* **The data**
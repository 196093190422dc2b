use crate::adapters::outbound::formatters::{JsonFormatter, TextFormatter};
use crate::application::dto::OutputFormat;
use crate::ports::outbound::WhyFormatter;

/// Factory for creating report formatters
///
/// This factory encapsulates the creation logic for different formatter implementations,
/// following the Factory Pattern. It belongs in the application layer as it orchestrates
/// the selection of infrastructure adapters based on application needs.
pub struct FormatterFactory;

impl FormatterFactory {
    /// Creates a formatter instance for the specified output format
    ///
    /// `colorize` only affects text output; JSON is never colored.
    ///
    /// # Examples
    /// ```
    /// use uv_why::application::dto::OutputFormat;
    /// use uv_why::application::factories::FormatterFactory;
    ///
    /// let formatter = FormatterFactory::create(OutputFormat::Json, false);
    /// ```
    pub fn create(format: OutputFormat, colorize: bool) -> Box<dyn WhyFormatter> {
        match format {
            OutputFormat::Text => Box::new(TextFormatter::new(colorize)),
            OutputFormat::Json => Box::new(JsonFormatter::new()),
        }
    }
}
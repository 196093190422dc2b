use crate::application::dto::{AnalysisMode, AnalysisOutcome, WhyRequest, WhyResponse};
use crate::dependency_analysis::domain::{names_equal, CatalogSnapshot};
use crate::dependency_analysis::services::DependencyAnalyzer;
use crate::ports::outbound::{CatalogReader, PackageCatalog, ProgressReporter};
use crate::shared::error::WhyError;
use crate::shared::Result;

/// ExplainDependencyUseCase - Core use case answering "why is this package here?"
///
/// This use case orchestrates catalog loading and dependency analysis using
/// generic dependency injection for all infrastructure dependencies.
///
/// # Type Parameters
/// * `CR` - CatalogReader implementation
/// * `PR` - ProgressReporter implementation
pub struct ExplainDependencyUseCase<CR, PR> {
    catalog_reader: CR,
    progress_reporter: PR,
}

impl<CR, PR> ExplainDependencyUseCase<CR, PR>
where
    CR: CatalogReader,
    PR: ProgressReporter,
{
    /// Creates a new ExplainDependencyUseCase with injected dependencies
    pub fn new(catalog_reader: CR, progress_reporter: PR) -> Self {
        Self {
            catalog_reader,
            progress_reporter,
        }
    }

    /// Executes the use case
    ///
    /// # Arguments
    /// * `request` - Target package, mode and catalog location
    ///
    /// # Returns
    /// WhyResponse holding the direct dependents or the dependency chains
    ///
    /// # Errors
    /// Returns an error if the target is blank or the catalog cannot be loaded.
    /// Finding nothing is not an error.
    pub fn execute(&self, request: WhyRequest) -> Result<WhyResponse> {
        // Step 1: Validate the request
        let target = Self::validate_target(&request.target)?;

        // Step 2: Load the catalog snapshot
        let catalog = self.load_catalog(&request)?;

        // Step 3: Warn when the target itself is unknown
        self.warn_if_target_missing(&catalog, &target);

        // Step 4: Run the analysis for the requested mode
        let outcome = self.analyze(&catalog, &target, request.mode);

        Ok(WhyResponse::new(target, request.mode, outcome))
    }

    fn validate_target(target: &str) -> Result<String> {
        let trimmed = target.trim();
        if trimmed.is_empty() {
            return Err(WhyError::Validation {
                message: "A target package name is required (e.g. uv-why requests)".to_string(),
            }
            .into());
        }
        Ok(trimmed.to_string())
    }

    /// Reads the catalog, reporting progress
    fn load_catalog(&self, request: &WhyRequest) -> Result<CatalogSnapshot> {
        self.progress_reporter.report(&format!(
            "📖 Loading package catalog ({}) from: {}",
            self.catalog_reader.source_name(),
            request.catalog_path.display()
        ));

        let catalog = self.catalog_reader.read_catalog(&request.catalog_path)?;

        self.progress_reporter
            .report(&format!("✅ Loaded {} package(s)", catalog.len()));
        tracing::info!(
            packages = catalog.len(),
            source = self.catalog_reader.source_name(),
            "catalog loaded"
        );

        Ok(catalog)
    }

    /// Dependents are still searched afterwards: an edge may name a package
    /// that is declared but not present.
    fn warn_if_target_missing(&self, catalog: &CatalogSnapshot, target: &str) {
        let present = catalog.enumerate().any(|spec| names_equal(spec.name(), target));
        if !present {
            self.progress_reporter.report_error(&format!(
                "⚠️  Warning: '{}' is not present in the package catalog.",
                target
            ));
        }
    }

    fn analyze(&self, catalog: &CatalogSnapshot, target: &str, mode: AnalysisMode) -> AnalysisOutcome {
        self.progress_reporter.report(&format!(
            "🔍 Searching for packages that depend on {} ({} mode)...",
            target, mode
        ));

        let outcome = if mode.needs_chains() {
            AnalysisOutcome::Chains(DependencyAnalyzer::find_dependency_chains(catalog, target))
        } else {
            AnalysisOutcome::Dependents(DependencyAnalyzer::find_direct_dependents(catalog, target))
        };

        let noun = match outcome {
            AnalysisOutcome::Dependents(_) => "direct dependent(s)",
            AnalysisOutcome::Chains(_) => "dependency chain(s)",
        };
        self.progress_reporter
            .report_completion(&format!("✅ Found {} {}", outcome.len(), noun));
        if outcome.is_empty() {
            tracing::info!(target_package = target, mode = %mode, "nothing depends on target");
        }

        outcome
    }
}
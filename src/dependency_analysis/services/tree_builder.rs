use crate::dependency_analysis::domain::{Chain, DependencyTree, TreeKey};

/// TreeBuilder service folding dependency chains into a shared-prefix tree
///
/// Chains that start with the same `(name, version)` hops share a branch;
/// the first point of divergence opens a new child.
pub struct TreeBuilder;

impl TreeBuilder {
    /// Builds a tree from dependency chains
    ///
    /// A branch keeps the dependency and requirement of the chain that created
    /// it. Both are properties of the package version encoded in the key, so
    /// later chains reaching the same key agree on them.
    pub fn build_tree(chains: &[Chain]) -> DependencyTree {
        let mut tree = DependencyTree::new();
        for chain in chains {
            Self::add_chain(&mut tree, chain);
        }
        tree
    }

    fn add_chain(tree: &mut DependencyTree, chain: &Chain) {
        let mut level = tree;
        for node in chain.nodes() {
            let key = TreeKey::new(node.name(), node.version());
            level = level
                .get_or_insert(key, node.dependency(), node.requirement())
                .children_mut();
        }
    }
}
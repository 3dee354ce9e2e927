//! Stored cache entry with absolute expiration

use chrono::{DateTime, Utc};
use serde::{Deserialize, Serialize};
use serde_json::Value;
use std::time::Duration;

/// A cached payload and its lifetime metadata
#[derive(Debug, Clone, PartialEq, Serialize, Deserialize)]
pub struct CacheEntry {
    /// The cached payload
    pub value: Value,
    /// Instant after which the entry is no longer observable
    pub expires_at: DateTime<Utc>,
    /// When the entry was written
    pub created_at: DateTime<Utc>,
}

impl CacheEntry {
    /// Create an entry that lives for `ttl` starting at `now`
    pub fn new(value: Value, ttl: Duration, now: DateTime<Utc>) -> Self {
        Self {
            value,
            expires_at: expiry_after(now, ttl),
            created_at: now,
        }
    }

    /// Whether the entry has passed its expiry at `now`
    pub fn is_expired_at(&self, now: DateTime<Utc>) -> bool {
        now >= self.expires_at
    }

    /// Whether the entry has passed its expiry
    pub fn is_expired(&self) -> bool {
        self.is_expired_at(Utc::now())
    }

    /// Remaining lifetime at `now`, `None` once expired
    pub fn remaining_at(&self, now: DateTime<Utc>) -> Option<Duration> {
        if self.is_expired_at(now) {
            return None;
        }
        (self.expires_at - now).to_std().ok()
    }
}

/// `now + ttl`, saturating at the largest representable timestamp.
pub(crate) fn expiry_after(now: DateTime<Utc>, ttl: Duration) -> DateTime<Utc> {
    chrono::Duration::from_std(ttl)
        .ok()
        .and_then(|ttl| now.checked_add_signed(ttl))
        .unwrap_or(DateTime::<Utc>::MAX_UTC)
}
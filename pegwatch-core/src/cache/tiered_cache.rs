//! Tiered TTL cache implementation

use crate::cache::entry::CacheEntry;
use crate::cache::error::{CacheError, CacheResult};
use crate::cache::keys;
use crate::cache::stats::{CacheMetrics, CacheStatsSnapshot};
use crate::cache::tier::Tier;
use chrono::{DateTime, Utc};
use parking_lot::RwLock;
use serde::de::DeserializeOwned;
use serde::Serialize;
use serde_json::Value;
use std::collections::HashMap;
use std::time::Duration;
use tracing::{debug, info};

/// In-process result cache with per-entry expiry and access metrics
///
/// Mutations (`set`, `delete`, `clear`, `cleanup`, lazy deletion of an
/// expired entry) hold the write lock; successful lookups and `stats` share
/// the read lock. The cache is unbounded: entries leave only through
/// expiry or explicit removal.
pub struct TieredCache {
    /// Cache storage (key -> entry)
    entries: RwLock<HashMap<String, CacheEntry>>,
    /// Access counters
    metrics: CacheMetrics,
}

impl TieredCache {
    /// Create an empty cache
    pub fn new() -> Self {
        Self {
            entries: RwLock::new(HashMap::new()),
            metrics: CacheMetrics::default(),
        }
    }

    /// Store `value` under `key` for `ttl_secs` seconds, replacing any
    /// existing entry
    pub fn set(&self, key: impl Into<String>, value: Value, ttl_secs: u64) {
        self.set_with_ttl(key, value, Duration::from_secs(ttl_secs));
    }

    /// Store `value` under `key` for `ttl`
    pub fn set_with_ttl(&self, key: impl Into<String>, value: Value, ttl: Duration) {
        let key = key.into();
        let entry = CacheEntry::new(value, ttl, Utc::now());

        let mut entries = self.entries.write();
        entries.insert(key, entry);
        self.metrics.record_set();
    }

    /// Store `value` with the TTL of `tier`
    pub fn set_in_tier(&self, key: impl Into<String>, value: Value, tier: Tier) {
        self.set_with_ttl(key, value, tier.ttl());
    }

    /// Store `value` with the TTL of the numbered tier (1, 2 or 3)
    pub fn set_for_tier(&self, key: impl Into<String>, value: Value, tier: u8) -> CacheResult<()> {
        let tier = Tier::try_from(tier)?;
        self.set_in_tier(key, value, tier);
        Ok(())
    }

    /// Serialize `value` to JSON and store it for `ttl_secs` seconds
    pub fn set_serialized<T>(&self, key: impl Into<String>, value: &T, ttl_secs: u64) -> CacheResult<()>
    where
        T: Serialize + ?Sized,
    {
        let value = serde_json::to_value(value)?;
        self.set(key, value, ttl_secs);
        Ok(())
    }

    /// Get a live value from cache
    ///
    /// An expired entry counts as a miss and is removed on the spot.
    pub fn get(&self, key: &str) -> Option<Value> {
        self.lookup(key, |entry| entry.value.clone())
    }

    /// Get a live value and deserialize it into `T`
    pub fn get_as<T: DeserializeOwned>(&self, key: &str) -> CacheResult<Option<T>> {
        self.get(key)
            .map(serde_json::from_value)
            .transpose()
            .map_err(CacheError::from)
    }

    /// Check if a live entry exists; counts as a lookup
    pub fn exists(&self, key: &str) -> bool {
        self.lookup(key, |_| ()).is_some()
    }

    /// Remaining lifetime of a live entry. Does not touch metrics.
    pub fn ttl(&self, key: &str) -> Option<Duration> {
        let now = Utc::now();
        self.entries.read().get(key)?.remaining_at(now)
    }

    /// Expiry instant of a live entry. Does not touch metrics.
    pub fn expires_at(&self, key: &str) -> Option<DateTime<Utc>> {
        let now = Utc::now();
        self.entries
            .read()
            .get(key)
            .filter(|entry| !entry.is_expired_at(now))
            .map(|entry| entry.expires_at)
    }

    /// Remove an entry; returns whether one was removed
    pub fn delete(&self, key: &str) -> bool {
        let mut entries = self.entries.write();
        let removed = entries.remove(key).is_some();
        if removed {
            self.metrics.record_deletes(1);
        }
        removed
    }

    /// Remove every entry in `namespace`; returns how many were removed
    pub fn invalidate_namespace(&self, namespace: &str) -> usize {
        let prefix = keys::namespace_prefix(namespace);

        let mut entries = self.entries.write();
        let before = entries.len();
        entries.retain(|key, _| !key.starts_with(&prefix));
        let removed = before - entries.len();
        self.metrics.record_deletes(removed as u64);
        drop(entries);

        info!("Invalidated {} cache entries for namespace '{}'", removed, namespace);
        removed
    }

    /// Remove all entries. Metrics are kept.
    pub fn clear(&self) {
        let mut entries = self.entries.write();
        let cleared = entries.len();
        entries.clear();
        drop(entries);

        debug!("Cleared {} cache entries", cleared);
    }

    /// Physically remove every expired entry; returns how many were removed
    pub fn cleanup(&self) -> usize {
        let now = Utc::now();

        let mut entries = self.entries.write();
        let before = entries.len();
        entries.retain(|_, entry| !entry.is_expired_at(now));
        let removed = before - entries.len();
        self.metrics.record_expirations(removed as u64);
        drop(entries);

        if removed > 0 {
            info!("Cleaned up {} expired cache entries", removed);
        }
        removed
    }

    /// Add `amount` to the integer counter at `key`
    ///
    /// A missing or expired counter starts over at `amount` and lives for
    /// `ttl`; a live counter keeps its original expiry.
    pub fn increment(&self, key: &str, amount: i64, ttl: Duration) -> CacheResult<i64> {
        let now = Utc::now();
        let mut entries = self.entries.write();

        if let Some(entry) = entries.get_mut(key) {
            if !entry.is_expired_at(now) {
                let current = entry
                    .value
                    .as_i64()
                    .ok_or_else(|| CacheError::NotACounter(key.to_string()))?;
                let next = current.saturating_add(amount);
                entry.value = Value::from(next);
                return Ok(next);
            }
        }

        let replaced = entries.insert(key.to_string(), CacheEntry::new(Value::from(amount), ttl, now));
        if replaced.is_some() {
            self.metrics.record_expirations(1);
        }
        Ok(amount)
    }

    /// Current value of a live counter, or 0. Does not touch metrics.
    pub fn peek_counter(&self, key: &str) -> i64 {
        let now = Utc::now();
        self.entries
            .read()
            .get(key)
            .filter(|entry| !entry.is_expired_at(now))
            .and_then(|entry| entry.value.as_i64())
            .unwrap_or(0)
    }

    /// Snapshot of entry counts and access metrics
    pub fn stats(&self) -> CacheStatsSnapshot {
        let now = Utc::now();
        let entries = self.entries.read();

        let size = entries.len();
        let active_items = entries
            .values()
            .filter(|entry| !entry.is_expired_at(now))
            .count();
        let metrics = self.metrics.snapshot();

        CacheStatsSnapshot {
            size,
            active_items,
            expired_items: size - active_items,
            hit_ratio: metrics.hit_ratio(),
            metrics,
        }
    }

    /// Get access counters
    pub fn metrics(&self) -> &CacheMetrics {
        &self.metrics
    }

    /// Get number of stored entries, expired or not
    pub fn len(&self) -> usize {
        self.entries.read().len()
    }

    /// Check if nothing is stored
    pub fn is_empty(&self) -> bool {
        self.entries.read().is_empty()
    }

    fn lookup<R>(&self, key: &str, read: impl FnOnce(&CacheEntry) -> R) -> Option<R> {
        let now = Utc::now();

        let stale = {
            let entries = self.entries.read();
            match entries.get(key) {
                Some(entry) if !entry.is_expired_at(now) => {
                    self.metrics.record_hit();
                    return Some(read(entry));
                }
                Some(_) => true,
                None => false,
            }
        };

        self.metrics.record_miss();
        if stale {
            self.remove_if_expired(key, now);
        }
        None
    }

    fn remove_if_expired(&self, key: &str, now: DateTime<Utc>) {
        let mut entries = self.entries.write();
        // A concurrent set may have replaced the entry since the read lock was released
        if matches!(entries.get(key), Some(entry) if entry.is_expired_at(now)) {
            entries.remove(key);
            self.metrics.record_expirations(1);
            debug!("Lazily removed expired cache entry {}", key);
        }
    }
}

impl Default for TieredCache {
    fn default() -> Self {
        Self::new()
    }
}
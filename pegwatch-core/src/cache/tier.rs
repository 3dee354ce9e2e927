//! Freshness tiers and their TTL policy

use crate::cache::error::CacheError;
use serde::{Deserialize, Serialize};
use std::fmt;
use std::time::Duration;

const HOUR: u64 = 3600;

/// TTL applied to callers that do not pick a tier
pub const DEFAULT_TTL: Duration = Duration::from_secs(24 * HOUR);

/// Freshness class of a cached assessment artifact
#[derive(Debug, Clone, Copy, PartialEq, Eq, Hash, Serialize, Deserialize)]
#[serde(try_from = "u8", into = "u8")]
pub enum Tier {
    /// Slow-changing identity and metadata
    Metadata = 1,
    /// Medium-volatility risk factors
    RiskFactors = 2,
    /// Fast-changing market data
    Market = 3,
}

impl Tier {
    pub const ALL: [Tier; 3] = [Tier::Metadata, Tier::RiskFactors, Tier::Market];

    /// Time-to-live for entries stored in this tier
    pub const fn ttl(self) -> Duration {
        match self {
            Tier::Metadata => Duration::from_secs(24 * HOUR),
            Tier::RiskFactors => Duration::from_secs(12 * HOUR),
            Tier::Market => Duration::from_secs(6 * HOUR),
        }
    }

    pub const fn as_u8(self) -> u8 {
        self as u8
    }
}

impl TryFrom<u8> for Tier {
    type Error = CacheError;

    fn try_from(value: u8) -> Result<Self, Self::Error> {
        match value {
            1 => Ok(Tier::Metadata),
            2 => Ok(Tier::RiskFactors),
            3 => Ok(Tier::Market),
            other => Err(CacheError::InvalidTier(other)),
        }
    }
}

impl From<Tier> for u8 {
    fn from(tier: Tier) -> Self {
        tier.as_u8()
    }
}

impl fmt::Display for Tier {
    fn fmt(&self, f: &mut fmt::Formatter<'_>) -> fmt::Result {
        write!(f, "tier{}", self.as_u8())
    }
}

#[cfg(test)]
mod tests {
    use super::*;

    #[test]
    fn test_tier_ttls() {
        assert_eq!(Tier::Metadata.ttl(), Duration::from_secs(86_400));
        assert_eq!(Tier::RiskFactors.ttl(), Duration::from_secs(43_200));
        assert_eq!(Tier::Market.ttl(), Duration::from_secs(21_600));
        assert_eq!(DEFAULT_TTL, Tier::Metadata.ttl());
    }

    #[test]
    fn test_tier_from_u8() {
        for tier in Tier::ALL {
            assert_eq!(Tier::try_from(tier.as_u8()).unwrap(), tier);
        }

        for invalid in [0u8, 4, 255] {
            match Tier::try_from(invalid) {
                Err(CacheError::InvalidTier(t)) => assert_eq!(t, invalid),
                other => panic!("expected InvalidTier, got {:?}", other),
            }
        }
    }

    #[test]
    fn test_tier_display() {
        assert_eq!(Tier::Market.to_string(), "tier3");
    }

    #[test]
    fn test_tier_serde_uses_number() {
        assert_eq!(serde_json::to_string(&Tier::RiskFactors).unwrap(), "2");
        let tier: Tier = serde_json::from_str("3").unwrap();
        assert_eq!(tier, Tier::Market);
        assert!(serde_json::from_str::<Tier>("7").is_err());
    }
}
use std::io::{Stdout, stdout};

use anyhow::Result;
use crossterm::execute;
use crossterm::terminal::{
    EnterAlternateScreen, LeaveAlternateScreen, disable_raw_mode, enable_raw_mode,
};
use ratatui::Terminal;
use ratatui::backend::CrosstermBackend;

pub type Tui = Terminal<CrosstermBackend<Stdout>>;

/// Enter raw mode and the alternate screen, returning a ready terminal.
pub fn init() -> Result<Tui> {
    enable_raw_mode()?;
    execute!(stdout(), EnterAlternateScreen)?;
    let terminal = Terminal::new(CrosstermBackend::new(stdout()))?;
    Ok(terminal)
}

/// Leave the alternate screen and restore the terminal to cooked mode.
pub fn restore() -> Result<()> {
    execute!(stdout(), LeaveAlternateScreen)?;
    disable_raw_mode()?;
    Ok(())
}
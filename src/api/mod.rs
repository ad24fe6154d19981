use std::time::Duration;

use anyhow::{Context, Result};
use once_cell::sync::Lazy;
use reqwest::Client;
use reqwest::header::{ACCEPT, CONTENT_TYPE, HeaderMap, HeaderValue, USER_AGENT};
use serde::Deserialize;

use crate::internal::models::{Idea, IdeaPage};
use crate::internal::query::ListQuery;

const IDEAS_PATH: &str = "/api/ideas";

/// Image variants requested with every page; fixed, not configurable.
const APPEND_FIELDS: [&str; 2] = ["small_image", "medium_image"];

/// Floor applied once per invocation before the request goes out, so
/// skeleton rows don't flash on near-instantaneous responses.
const MIN_FETCH_DELAY: Duration = Duration::from_millis(300);

// The upstream rejects requests that don't look like a browser's XHR.
static DEFAULT_HEADERS: Lazy<HeaderMap> = Lazy::new(|| {
    let mut headers = HeaderMap::new();
    headers.insert(CONTENT_TYPE, HeaderValue::from_static("application/json"));
    headers.insert(ACCEPT, HeaderValue::from_static("application/json"));
    headers.insert(
        "X-Requested-With",
        HeaderValue::from_static("XMLHttpRequest"),
    );
    headers.insert(
        USER_AGENT,
        HeaderValue::from_static(
            "Mozilla/5.0 (Windows NT 10.0; Win64; x64) AppleWebKit/537.36 \
             (KHTML, like Gecko) Chrome/91.0.4472.124 Safari/537.36",
        ),
    );
    headers
});

/// Raw response envelope. Both halves are optional on the wire: a missing
/// `data` maps to an empty page and a missing `meta.total` to 0.
#[derive(Debug, Deserialize)]
struct Envelope {
    #[serde(default)]
    data: Vec<Idea>,
    #[serde(default)]
    meta: Option<Meta>,
}

#[derive(Debug, Deserialize, Default)]
struct Meta {
    #[serde(default)]
    total: u64,
}

/// HTTP API service for fetching pages of ideas.
///
/// Translates the front end's query triple into the upstream's parameter
/// form (`page[number]`, `page[size]`, `sort`, `append[]`) and returns
/// `anyhow::Result` with contextualized errors. A non-2xx status fails with
/// a generic error carrying the status code; callers don't distinguish
/// further.
#[derive(Clone)]
pub struct IdeasService {
    client: Client,
    base_url: String,
    min_delay: Duration,
}

impl IdeasService {
    pub fn new(base_url: impl Into<String>, timeout: Duration) -> Result<Self> {
        let client = Client::builder()
            .timeout(timeout)
            .default_headers(DEFAULT_HEADERS.clone())
            .build()
            .context("failed to build HTTP client")?;

        Ok(Self {
            client,
            base_url: base_url.into(),
            min_delay: MIN_FETCH_DELAY,
        })
    }

    /// Override the latency floor; tests set this to zero.
    pub fn with_min_delay(mut self, min_delay: Duration) -> Self {
        self.min_delay = min_delay;
        self
    }

    pub fn ideas_url(&self) -> String {
        format!("{}{}", self.base_url, IDEAS_PATH)
    }

    /// Fetch one page of ideas for the given query.
    pub async fn fetch_page(&self, query: &ListQuery) -> Result<IdeaPage> {
        tokio::time::sleep(self.min_delay).await;

        let url = self.ideas_url();
        let mut params: Vec<(&str, String)> = vec![
            ("page[number]", query.page.to_string()),
            ("page[size]", query.page_size.to_string()),
            ("sort", query.sort.as_query_str().to_string()),
        ];
        for field in APPEND_FIELDS {
            params.push(("append[]", field.to_string()));
        }

        let resp = self
            .client
            .get(&url)
            .query(&params)
            .send()
            .await
            .with_context(|| format!("failed to send GET request to {}", url))?;

        let status = resp.status();
        if !status.is_success() {
            anyhow::bail!("HTTP error! status: {}", status.as_u16());
        }

        let envelope: Envelope = resp
            .json()
            .await
            .with_context(|| format!("failed to parse JSON response from {}", url))?;

        Ok(IdeaPage {
            items: envelope.data,
            total: envelope.meta.unwrap_or_default().total,
        })
    }
}

#[cfg(test)]
mod tests {
    use super::*;
    use crate::internal::query::SortOrder;
    use mockito::Matcher;

    fn service(base_url: &str) -> IdeasService {
        IdeasService::new(base_url, Duration::from_secs(5))
            .unwrap()
            .with_min_delay(Duration::ZERO)
    }

    fn query(page: u32, page_size: u32, sort: SortOrder) -> ListQuery {
        ListQuery {
            page,
            page_size,
            sort,
        }
    }

    #[test]
    fn test_ideas_url() {
        let svc = service("http://localhost:3001");
        assert_eq!(svc.ideas_url(), "http://localhost:3001/api/ideas");
    }

    #[tokio::test]
    async fn test_fetch_page_translates_parameters() {
        let mut server = mockito::Server::new_async().await;
        let mock = server
            .mock("GET", "/api/ideas")
            .match_query(Matcher::AllOf(vec![
                Matcher::UrlEncoded("page[number]".into(), "3".into()),
                Matcher::UrlEncoded("page[size]".into(), "20".into()),
                Matcher::UrlEncoded("sort".into(), "published_at".into()),
                // The repeated key only survives in the raw query string
                Matcher::Regex(
                    "append%5B%5D=small_image&append%5B%5D=medium_image".to_string(),
                ),
            ]))
            .with_status(200)
            .with_header("content-type", "application/json")
            .with_body(r#"{"data": [], "meta": {"total": 0}}"#)
            .create_async()
            .await;

        let svc = service(&server.url());
        let result = svc
            .fetch_page(&query(3, 20, SortOrder::OldestFirst))
            .await;

        mock.assert_async().await;
        assert!(result.is_ok());
    }

    #[tokio::test]
    async fn test_fetch_page_maps_envelope() {
        let mut server = mockito::Server::new_async().await;
        let body = r#"{
            "data": [
                {
                    "id": "101",
                    "title": "First idea",
                    "published_at": "2023-01-05 10:00:00",
                    "small_image": {"url": "https://cdn.example/101-s.jpg"},
                    "medium_image": {"url": "https://cdn.example/101-m.jpg"}
                },
                {
                    "id": "102",
                    "title": "Second idea",
                    "published_at": "2023-01-04 09:00:00"
                }
            ],
            "meta": {"total": 42}
        }"#;
        let mock = server
            .mock("GET", "/api/ideas")
            .match_query(Matcher::Any)
            .with_status(200)
            .with_header("content-type", "application/json")
            .with_body(body)
            .create_async()
            .await;

        let svc = service(&server.url());
        let page = svc
            .fetch_page(&query(1, 10, SortOrder::NewestFirst))
            .await
            .unwrap();

        mock.assert_async().await;
        assert_eq!(page.total, 42);
        assert_eq!(page.items.len(), 2);
        assert_eq!(page.items[0].id, "101");
        assert_eq!(
            page.items[0].image_url(),
            Some("https://cdn.example/101-s.jpg")
        );
        assert_eq!(page.items[1].image_url(), None);
    }

    #[tokio::test]
    async fn test_missing_data_and_meta_default() {
        let mut server = mockito::Server::new_async().await;
        let _mock = server
            .mock("GET", "/api/ideas")
            .match_query(Matcher::Any)
            .with_status(200)
            .with_header("content-type", "application/json")
            .with_body("{}")
            .create_async()
            .await;

        let svc = service(&server.url());
        let page = svc
            .fetch_page(&query(1, 10, SortOrder::NewestFirst))
            .await
            .unwrap();
        assert!(page.items.is_empty());
        assert_eq!(page.total, 0);
    }

    #[tokio::test]
    async fn test_http_error_carries_status_code() {
        let mut server = mockito::Server::new_async().await;
        let _mock = server
            .mock("GET", "/api/ideas")
            .match_query(Matcher::Any)
            .with_status(503)
            .create_async()
            .await;

        let svc = service(&server.url());
        let err = svc
            .fetch_page(&query(1, 10, SortOrder::NewestFirst))
            .await
            .unwrap_err();
        assert_eq!(err.to_string(), "HTTP error! status: 503");
    }

    #[tokio::test]
    async fn test_network_error_is_contextualized() {
        let svc = service("http://localhost:1");
        let err = svc
            .fetch_page(&query(1, 10, SortOrder::NewestFirst))
            .await
            .unwrap_err();
        assert!(err.to_string().contains("failed to send GET request"));
    }

    #[tokio::test]
    async fn test_latency_floor_applies_once_per_call() {
        let mut server = mockito::Server::new_async().await;
        let _mock = server
            .mock("GET", "/api/ideas")
            .match_query(Matcher::Any)
            .with_status(200)
            .with_header("content-type", "application/json")
            .with_body(r#"{"data": [], "meta": {"total": 0}}"#)
            .create_async()
            .await;

        let svc = IdeasService::new(server.url(), Duration::from_secs(5)).unwrap();
        let start = std::time::Instant::now();
        let _ = svc.fetch_page(&query(1, 10, SortOrder::NewestFirst)).await;
        assert!(start.elapsed() >= MIN_FETCH_DELAY);
    }
}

* **Brief**
Across the listing above, state how many lines include the word "AnalysisMode", with nothing but the number in reply.

* **Answer to the problem**
2